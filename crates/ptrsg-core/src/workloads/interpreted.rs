//! Interpreted workloads: the source file is handed straight to the runtime.
//!
//! Interpreter start-up dominates these timings, which is exactly the noise
//! we want: module loading, JIT warm-up and GC scheduling all vary per run.

use crate::config::ChaosLevel;
use crate::workload::{Tool, Toolchain, Workload, WorkloadInfo};

const LUA: Tool = Tool {
    program: "lua",
    probe_args: &["-v"],
};

const PYTHON: Tool = Tool {
    program: "python3",
    probe_args: &["--version"],
};

const NODE: Tool = Tool {
    program: "node",
    probe_args: &["--version"],
};

// ---------------------------------------------------------------------------
// Lua
// ---------------------------------------------------------------------------

pub struct LuaWorkload;

static LUA_INFO: WorkloadInfo = WorkloadInfo {
    name: "lua",
    description: "Lua table of i ++ i strings, sorted with table.sort",
    extension: "lua",
    toolchain: Toolchain::Interpreter(LUA),
    min_chaos: ChaosLevel::Low,
    payload: r#"local t = {}
for i = 1, 100000 do
    t[i] = tostring(i) .. i
end
table.sort(t)
"#,
};

impl Workload for LuaWorkload {
    fn info(&self) -> &WorkloadInfo {
        &LUA_INFO
    }
}

// ---------------------------------------------------------------------------
// Python
// ---------------------------------------------------------------------------

pub struct PythonWorkload;

static PYTHON_INFO: WorkloadInfo = WorkloadInfo {
    name: "python",
    description: "Python list comprehension of i ++ i*i strings, sorted in place",
    extension: "py",
    toolchain: Toolchain::Interpreter(PYTHON),
    min_chaos: ChaosLevel::Low,
    payload: r#"lst = [str(i) + str(i*i) for i in range(100000)]
lst.sort()
"#,
};

impl Workload for PythonWorkload {
    fn info(&self) -> &WorkloadInfo {
        &PYTHON_INFO
    }
}

// ---------------------------------------------------------------------------
// Node.js
// ---------------------------------------------------------------------------

pub struct NodeWorkload;

static NODE_INFO: WorkloadInfo = WorkloadInfo {
    name: "node",
    description: "Node.js Array.from of i ++ i*i strings, sorted with Array.sort",
    extension: "js",
    toolchain: Toolchain::Interpreter(NODE),
    min_chaos: ChaosLevel::Low,
    payload: r#"let arr = Array.from({length: 100000}, (_, i) => '' + i + (i*i));
arr.sort();
"#,
};

impl Workload for NodeWorkload {
    fn info(&self) -> &WorkloadInfo {
        &NODE_INFO
    }
}
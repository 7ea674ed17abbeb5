//! Build step: turn provisioned sources into runnable artifacts.
//!
//! Interpreted languages pass straight through as [`Artifact::Script`].
//! Compiled languages are built with optimisations disabled into the same run
//! directory. The first failing build aborts the run.

use std::collections::BTreeMap;
use std::path::{Path, PathBuf};
use std::process::Command;

use crate::config::Verbosity;
use crate::error::{Error, Result};
use crate::workload::{Artifact, Toolchain, Workload};
use crate::workloads::helpers::{configure_stdio, describe};

/// Produce the runnable artifact for one workload.
pub fn build(workload: &dyn Workload, source: &Path, verbosity: Verbosity) -> Result<Artifact> {
    let info = workload.info();
    let compiler = match info.toolchain {
        Toolchain::Interpreter(tool) => {
            return Ok(Artifact::Script {
                language: info.name,
                interpreter: tool.program,
                source: source.to_path_buf(),
            });
        }
        Toolchain::Compiler(tool) => tool,
    };

    let dir = source.parent().unwrap_or_else(|| Path::new("."));
    let executable = dir.join(workload.executable_file_name());

    let mut cmd = Command::new(compiler.program);
    cmd.args(workload.compile_args(source, &executable));
    configure_stdio(&mut cmd, verbosity);
    log::debug!("{} compile: {}", info.name, describe(&cmd));

    let status = cmd.status().map_err(|source| Error::Launch {
        language: info.name,
        program: compiler.program.to_string(),
        source,
    })?;
    if !status.success() {
        return Err(Error::Compile {
            language: info.name,
            compiler: compiler.program.to_string(),
            status,
        });
    }

    Ok(Artifact::Binary {
        language: info.name,
        executable,
    })
}

/// Build every workload in enumeration order, stopping at the first failure.
///
/// `sources` must hold a path for every workload (see
/// [`crate::provision::provision_all`]).
pub fn build_all(
    workloads: &[Box<dyn Workload>],
    sources: &BTreeMap<&'static str, PathBuf>,
    verbosity: Verbosity,
) -> Result<Vec<Artifact>> {
    let mut artifacts = Vec::with_capacity(workloads.len());
    for w in workloads {
        let source = sources
            .get(w.name())
            .ok_or(Error::Unprovisioned(w.name()))?;
        artifacts.push(build(w.as_ref(), source, verbosity)?);
    }
    Ok(artifacts)
}
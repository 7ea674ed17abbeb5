//! All six workload implementations.

pub mod helpers;

pub mod compiled;
pub mod interpreted;

use crate::config::ChaosLevel;
use crate::workload::Workload;

/// All workload constructors, in enumeration order.
///
/// Queued runs execute in this order and preflight reports missing tools in
/// this order.
pub fn all_workloads() -> Vec<Box<dyn Workload>> {
    vec![
        // Interpreted
        Box::new(interpreted::LuaWorkload),
        Box::new(interpreted::PythonWorkload),
        Box::new(interpreted::NodeWorkload),
        // Compiled
        Box::new(compiled::GoWorkload),
        Box::new(compiled::CppWorkload),
        Box::new(compiled::RustWorkload),
    ]
}

/// Workloads that take part at the given chaos level.
pub fn select(chaos: ChaosLevel) -> Vec<Box<dyn Workload>> {
    all_workloads()
        .into_iter()
        .filter(|w| w.enabled_at(chaos))
        .collect()
}
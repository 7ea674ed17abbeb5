//! Integration tests for ptrsg-core.
//!
//! These tests drive the public pipeline end to end:
//! workload registry → preflight → provision → build → schedule → seed.
//! Mock workloads run under `sh`; runs against the real toolchains are
//! ignored by default.

use std::ffi::OsString;
use std::path::Path;

use num_bigint::BigUint;
use ptrsg_core::{
    ChaosLevel, Error, RunConfig, Schedule, SeedBits, SeedGenerator, Tool, Toolchain, Verbosity,
    Workload, WorkloadInfo, extract, workloads,
};

const SH: Tool = Tool {
    program: "sh",
    probe_args: &["-c", "exit 0"],
};

/// `sh` script that burns a little CPU.
struct Spin(WorkloadInfo);

impl Spin {
    fn new(name: &'static str) -> Self {
        Self(WorkloadInfo {
            name,
            description: "busy loop",
            extension: name,
            toolchain: Toolchain::Interpreter(SH),
            min_chaos: ChaosLevel::Low,
            payload: "i=0\nwhile [ $i -lt 500 ]; do i=$((i+1)); done\n",
        })
    }
}

impl Workload for Spin {
    fn info(&self) -> &WorkloadInfo {
        &self.0
    }
}

/// `sh` "compiler" that copies the payload and marks it executable.
struct Copied(WorkloadInfo);

impl Workload for Copied {
    fn info(&self) -> &WorkloadInfo {
        &self.0
    }

    fn compile_args(&self, source: &Path, executable: &Path) -> Vec<OsString> {
        vec![
            "-c".into(),
            r#"cp "$0" "$1" && chmod +x "$1""#.into(),
            source.as_os_str().to_owned(),
            executable.as_os_str().to_owned(),
        ]
    }
}

fn fleet() -> Vec<Box<dyn Workload>> {
    vec![
        Box::new(Spin::new("one")),
        Box::new(Spin::new("two")),
        Box::new(Copied(WorkloadInfo {
            name: "three",
            description: "copied script",
            extension: "three",
            toolchain: Toolchain::Compiler(SH),
            min_chaos: ChaosLevel::Low,
            payload: "#!/bin/sh\nexit 0\n",
        })),
    ]
}

fn config(schedule: Schedule, bits: u16) -> RunConfig {
    RunConfig {
        verbosity: Verbosity::None,
        schedule,
        chaos: ChaosLevel::High,
        seed_bits: SeedBits::new(bits).unwrap(),
    }
}

#[test]
fn registry_matches_chaos_levels() {
    let low: Vec<_> = workloads::select(ChaosLevel::Low)
        .iter()
        .map(|w| w.name())
        .collect();
    let high: Vec<_> = workloads::select(ChaosLevel::High)
        .iter()
        .map(|w| w.name())
        .collect();
    assert_eq!(low, ["lua", "python", "node", "go"]);
    assert_eq!(high, ["lua", "python", "node", "go", "cpp", "rust"]);
}

#[test]
fn mock_fleet_parallel_end_to_end() {
    let report = SeedGenerator::with_workloads(config(Schedule::Parallel, 96), fleet())
        .run()
        .unwrap();
    assert_eq!(
        report.timings.languages().collect::<Vec<_>>(),
        ["one", "three", "two"]
    );
    assert!(report.seed().value().bits() <= 96);
    assert_eq!(
        &extract(&report.timings, SeedBits::new(96).unwrap()),
        &report.extraction
    );
}

#[test]
fn mock_fleet_queued_end_to_end() {
    let report = SeedGenerator::with_workloads(config(Schedule::Queued, 512), fleet())
        .run()
        .unwrap();
    assert_eq!(report.timings.len(), 3);
    assert_eq!(report.extraction.buffer.len(), 3 * 8);
    assert_eq!(
        report.seed().value(),
        &BigUint::from_bytes_be(&report.extraction.digest)
    );
}

#[test]
fn out_of_range_widths_are_rejected_up_front() {
    assert!(matches!(SeedBits::new(0), Err(Error::InvalidConfig(_))));
    assert!(matches!(SeedBits::new(513), Err(Error::InvalidConfig(_))));
}

#[test]
fn missing_tool_blocks_the_run() {
    struct Absent(WorkloadInfo);
    impl Workload for Absent {
        fn info(&self) -> &WorkloadInfo {
            &self.0
        }
    }

    let mut fleet = fleet();
    fleet.push(Box::new(Absent(WorkloadInfo {
        name: "absent",
        description: "interpreter that is not installed",
        extension: "absent",
        toolchain: Toolchain::Interpreter(Tool {
            program: "ptrsg-integration-missing",
            probe_args: &["--version"],
        }),
        min_chaos: ChaosLevel::Low,
        payload: "",
    })));

    let err = SeedGenerator::with_workloads(config(Schedule::Parallel, 512), fleet)
        .run()
        .unwrap_err();
    assert_eq!(
        err.to_string(),
        "preflight check failed: ptrsg-integration-missing missing"
    );
}

#[test]
fn interrupted_generator_yields_no_seed() {
    let generator = SeedGenerator::with_workloads(config(Schedule::Queued, 128), fleet());
    generator
        .interrupt_flag()
        .store(true, std::sync::atomic::Ordering::SeqCst);
    let err = generator.run().unwrap_err();
    assert!(matches!(err, Error::Interrupted), "{err}");
    assert_eq!(err.to_string(), "run interrupted");
}

#[test]
#[ignore] // Run with: cargo test -- --ignored (needs lua, python3, node, go)
fn low_chaos_real_toolchains() {
    let generator = SeedGenerator::new(RunConfig {
        chaos: ChaosLevel::Low,
        seed_bits: SeedBits::new(128).unwrap(),
        ..RunConfig::default()
    });
    let report = generator.run().unwrap();
    assert_eq!(
        report.timings.languages().collect::<Vec<_>>(),
        ["go", "lua", "node", "python"]
    );
    assert!(report.timings.iter().all(|(_, ns)| ns > 0));
    assert!(report.seed().value().bits() <= 128);
}

#[test]
#[ignore] // Run with: cargo test -- --ignored (needs every toolchain)
fn high_chaos_real_toolchains_differ_between_runs() {
    let generator = SeedGenerator::new(RunConfig::default());
    let a = generator.run().unwrap();
    let b = generator.run().unwrap();
    assert_eq!(a.timings.len(), 6);
    // Wall-clock jitter makes identical timing sets vanishingly unlikely.
    assert_ne!(a.seed(), b.seed());
}
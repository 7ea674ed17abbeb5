use ptrsg_core::{RunConfig, RunDir, SeedGenerator, SeedReport, Timings, Verbosity};

pub fn run(config: RunConfig) -> ptrsg_core::Result<()> {
    let generator = SeedGenerator::new(config);
    super::install_interrupt_handler(generator.interrupt_flag());
    execute(&generator, &mut |line: String| println!("{line}"))
}

/// Drive one run, handing each output line to `emit`. The banner only
/// appears once preflight has passed.
fn execute(generator: &SeedGenerator, emit: &mut dyn FnMut(String)) -> ptrsg_core::Result<()> {
    let config = generator.config();
    let chatty = config.verbosity >= Verbosity::Lite;

    generator.preflight()?;
    if chatty {
        emit(format!("PTRSG {}", ptrsg_core::VERSION));
        emit(format!(
            "Using chaos={}, queue={}",
            config.chaos,
            config.schedule.is_queued()
        ));
    }

    let run_dir = RunDir::new()?;
    let report = generator.run_in(&run_dir)?;

    if chatty {
        emit(timings_table(&report.timings));
    }
    emit(seed_line(&report));
    Ok(())
}

fn timings_table(timings: &Timings) -> String {
    let mut out = String::from("Timings (ns):");
    for (language, nanos) in timings.iter() {
        out.push_str(&format!("\n  {language}: {nanos}"));
    }
    out
}

fn seed_line(report: &SeedReport) -> String {
    let seed = report.seed();
    format!("Seed generated ({}-bit): {seed}", seed.bits().get())
}
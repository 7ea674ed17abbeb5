pub mod generate;
pub mod scan;

use std::io::Write;
use std::process::ExitCode;
use std::sync::Arc;
use std::sync::atomic::{AtomicBool, Ordering};

use log::{Level, LevelFilter};
use ptrsg_core::{ChaosLevel, Error, RunConfig, Schedule, SeedBits, Verbosity};

/// Turn raw flag values into a validated [`RunConfig`].
pub fn run_config(verbose: &str, queue: bool, chaos: &str, seed_bits: i64) -> ptrsg_core::Result<RunConfig> {
    Ok(RunConfig {
        verbosity: verbose.parse::<Verbosity>()?,
        schedule: Schedule::from_queue_flag(queue),
        chaos: chaos.parse::<ChaosLevel>()?,
        seed_bits: parse_seed_bits(seed_bits)?,
    })
}

fn parse_seed_bits(bits: i64) -> ptrsg_core::Result<SeedBits> {
    match u16::try_from(bits) {
        Ok(bits) => SeedBits::new(bits),
        Err(_) => Err(Error::InvalidConfig(format!(
            "seed length must be {}-{} bits, got {bits}",
            SeedBits::MIN,
            SeedBits::MAX
        ))),
    }
}

/// Log level for each verbosity. `RUST_LOG` still overrides it.
pub fn level_filter(verbosity: Verbosity) -> LevelFilter {
    match verbosity {
        Verbosity::None => LevelFilter::Warn,
        Verbosity::Lite => LevelFilter::Info,
        Verbosity::Heavy => LevelFilter::Debug,
    }
}

/// Route library logs to stdout. Progress lines print bare; warnings and
/// errors keep their level as a prefix.
pub fn init_logging(verbosity: Verbosity) {
    env_logger::Builder::new()
        .filter_level(level_filter(verbosity))
        .parse_default_env()
        .target(env_logger::Target::Stdout)
        .format(|buf, record| match record.level() {
            Level::Error | Level::Warn => {
                writeln!(buf, "{}: {}", record.level().as_str().to_lowercase(), record.args())
            }
            _ => writeln!(buf, "{}", record.args()),
        })
        .init();
}

/// Ctrl+C goes to the workload children too. The handler only raises
/// `interrupted`; the pipeline notices it, fails with an interrupted error
/// and removes its run directory on the way out.
pub fn install_interrupt_handler(interrupted: Arc<AtomicBool>) {
    if let Err(e) = ctrlc::set_handler(move || {
        interrupted.store(true, Ordering::SeqCst);
    }) {
        log::warn!("could not install Ctrl+C handler: {e}");
    }
}

/// Report a failed run and pick the exit status.
pub fn fail(err: &Error) -> ExitCode {
    eprintln!("error: {err}");
    ExitCode::FAILURE
}
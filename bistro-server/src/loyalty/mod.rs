//! Loyalty Module
//!
//! Points accrual/redemption and VIP qualification. All writes for one
//! user run under a per-user async lock so earn, redeem and qualification
//! never interleave for the same account.

mod service;

pub use service::LoyaltyService;
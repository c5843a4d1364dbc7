//! Geo Module
//!
//! Distance math and the delivery fee/radius policy.

mod estimator;
mod haversine;

pub use estimator::{DeliveryEstimator, DeliveryQuote};
pub use haversine::haversine_km;
//! VIP API 模块 (管理端)
//!
//! | 路径 | 方法 | 说明 |
//! |------|------|------|
//! | /api/vip/{user_id}/evaluate | POST | 重新评估资格 (仅升级) |
//! | /api/vip/{user_id}/grant | POST | 手动授予等级 |
//! | /api/vip/{user_id}/revoke | POST | 撤销会员 |
//! | /api/vip/{user_id}/extend | POST | 延长有效期 |

mod handler;

use axum::{Router, routing::post};

use crate::core::ServerState;

pub fn router() -> Router<ServerState> {
    Router::new().nest("/api/vip", routes())
}

fn routes() -> Router<ServerState> {
    Router::new()
        .route("/{user_id}/evaluate", post(handler::evaluate))
        .route("/{user_id}/grant", post(handler::grant))
        .route("/{user_id}/revoke", post(handler::revoke))
        .route("/{user_id}/extend", post(handler::extend))
}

---------------

§ WORK INSTRUCTIONS
Search the material for the string "helpers" and return each line that has it.

§ YOUR RESPONSE
use crate::workloads::helpers::{configure_stdio, describe};
pub mod helpers;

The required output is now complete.